Saturday is my cleaning day. I've recently started expanding the cleaning concept to my digital and management clutter. So it's a day for tying loose ends. Sort, toss, tidy. Finish and archive.

This week has been about initiating the setup for our intern as well as developing and finishing a handfull of print jobs, a few still pending, needing to get done before monday morning. Work seems to come in waves.

I've agreed to read and correct spelling and markup mistakes in a client's blog, possibly providing him with graphics (already did the creative part of that). The task could be postponed, but it's better to do it ahead to take out stress of dealing with eventual failures and mistakes. It's never fun to do that last minute before - or even after the newsletter is sent out. Visit the blog Vejviseren at Byvandring.nu this Monday at noon (it's in Danish).

I'll start a new habit of backing up and updating my computer on Saturdays today. We use git for version control of our web sites, and I've started using it for my design documents, but lacked the habit tied to using it in that area of my work, so the archive is not up to date, and frankly, it's a mess, tying my effectiveness down when searching for reference files for new jobs for the same client.

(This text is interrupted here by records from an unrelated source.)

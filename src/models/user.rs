//! Borrower identity and JWT claims
//!
//! Authentication itself is an external collaborator: this server only
//! validates a bearer token and reads the caller's role from its claims.

use serde::{Deserialize, Serialize};
use sqlx::{Decode, Encode, Postgres};
use utoipa::ToSchema;

use crate::error::AppError;

/// Borrower role carried on every ledger row and in JWT claims
#[derive(Debug, Clone, Copy, PartialEq, Eq, Serialize, Deserialize, ToSchema)]
#[serde(rename_all = "lowercase")]
pub enum BorrowerRole {
    Student,
    Teacher,
    Librarian,
}

impl BorrowerRole {
    pub fn as_str(&self) -> &'static str {
        match self {
            BorrowerRole::Student => "student",
            BorrowerRole::Teacher => "teacher",
            BorrowerRole::Librarian => "librarian",
        }
    }
}

impl std::fmt::Display for BorrowerRole {
    fn fmt(&self, f: &mut std::fmt::Formatter<'_>) -> std::fmt::Result {
        write!(f, "{}", self.as_str())
    }
}

impl std::str::FromStr for BorrowerRole {
    type Err = String;

    fn from_str(s: &str) -> Result<Self, Self::Err> {
        match s.to_lowercase().as_str() {
            "student" => Ok(BorrowerRole::Student),
            "teacher" => Ok(BorrowerRole::Teacher),
            "librarian" | "admin" => Ok(BorrowerRole::Librarian),
            _ => Err(format!("Invalid borrower role: {}", s)),
        }
    }
}

impl From<String> for BorrowerRole {
    fn from(s: String) -> Self {
        s.parse().unwrap_or(BorrowerRole::Student)
    }
}

// SQLx conversion for BorrowerRole (stored as text)
impl sqlx::Type<Postgres> for BorrowerRole {
    fn type_info() -> sqlx::postgres::PgTypeInfo {
        <String as sqlx::Type<Postgres>>::type_info()
    }
}

impl<'r> Decode<'r, Postgres> for BorrowerRole {
    fn decode(value: sqlx::postgres::PgValueRef<'r>) -> Result<Self, sqlx::error::BoxDynError> {
        let s: String = Decode::<Postgres>::decode(value)?;
        s.parse().map_err(|e: String| e.into())
    }
}

impl Encode<'_, Postgres> for BorrowerRole {
    fn encode_by_ref(&self, buf: &mut sqlx::postgres::PgArgumentBuffer) -> sqlx::encode::IsNull {
        let s: String = self.as_str().to_string();
        <String as Encode<Postgres>>::encode(s, buf)
    }
}

/// JWT claims issued by the external authentication service
#[derive(Debug, Clone, Serialize, Deserialize)]
pub struct UserClaims {
    pub sub: String,
    pub user_id: String,
    pub role: BorrowerRole,
    pub exp: i64,
    pub iat: i64,
}

impl UserClaims {
    /// Create a new JWT token
    pub fn create_token(&self, secret: &str) -> Result<String, jsonwebtoken::errors::Error> {
        use jsonwebtoken::{encode, EncodingKey, Header};
        encode(
            &Header::default(),
            self,
            &EncodingKey::from_secret(secret.as_bytes()),
        )
    }

    /// Validate and decode a JWT token
    pub fn from_token(token: &str, secret: &str) -> Result<Self, jsonwebtoken::errors::Error> {
        use jsonwebtoken::{decode, DecodingKey, Validation};
        let token_data = decode::<Self>(
            token,
            &DecodingKey::from_secret(secret.as_bytes()),
            &Validation::default(),
        )?;
        Ok(token_data.claims)
    }

    pub fn is_librarian(&self) -> bool {
        self.role == BorrowerRole::Librarian
    }

    pub fn require_librarian(&self) -> Result<(), AppError> {
        if self.is_librarian() {
            Ok(())
        } else {
            Err(AppError::Authorization(
                "Librarian role required".to_string(),
            ))
        }
    }
}

#[cfg(test)]
mod tests {
    use super::*;

    #[test]
    fn role_round_trips_through_str() {
        for role in [BorrowerRole::Student, BorrowerRole::Teacher, BorrowerRole::Librarian] {
            assert_eq!(role.as_str().parse::<BorrowerRole>().unwrap(), role);
        }
    }

    #[test]
    fn admin_maps_to_librarian() {
        assert_eq!("admin".parse::<BorrowerRole>().unwrap(), BorrowerRole::Librarian);
    }
}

If I can squeeze it in, it would be nice to spend some time in the garden, it needs tending. But it's probably better to postpone that for tomorrow or use those tasks for a productive break from screen time. Compost, strawberry plants and the usual removal of a hundred out of thousands of small trees.

Touching issues

Following a conversation with Jonas about it, pointing towards CouchDesign, here are some of the subjects I've been touching with my client work this week, each somehow related to our pending's list:

  • layered pdf with pdf inclusion
  • color management (for press and for print)
  • bar code generation
  • process documentation
  • archive structure
  • key signing (using caff)
  • design management
  • licensing
  • slippy maps
  • scss
  • vector drawing optimization
  • documenting work, tracking

Demerits

I sent an advent calendar to the printers' shop without the date numbers. I somehow tied the design of that part to the producer, subconsciously presuming they came with the diecut drawing. I never even gave it a thought, and was reminded by the client asking.

I struggled more, however, with dealing with a reported color failure on another job. It's been a while since I've had issues with that, and it took me by surprise. It was an office printer job. Jonas had yet another long read to deepen his already rather extensive knowledge on color management and to brush up on what to take into consideration. I've successfully taken care of it from his hints, and now I/we are going to document what I did.

Documenting manifesto of today

Documenting a routine is not the same as improving it, even if it needs it. Confronted with an unfinished or dormant project, issue or bug, it is not the right time to deal with it. Simply document it.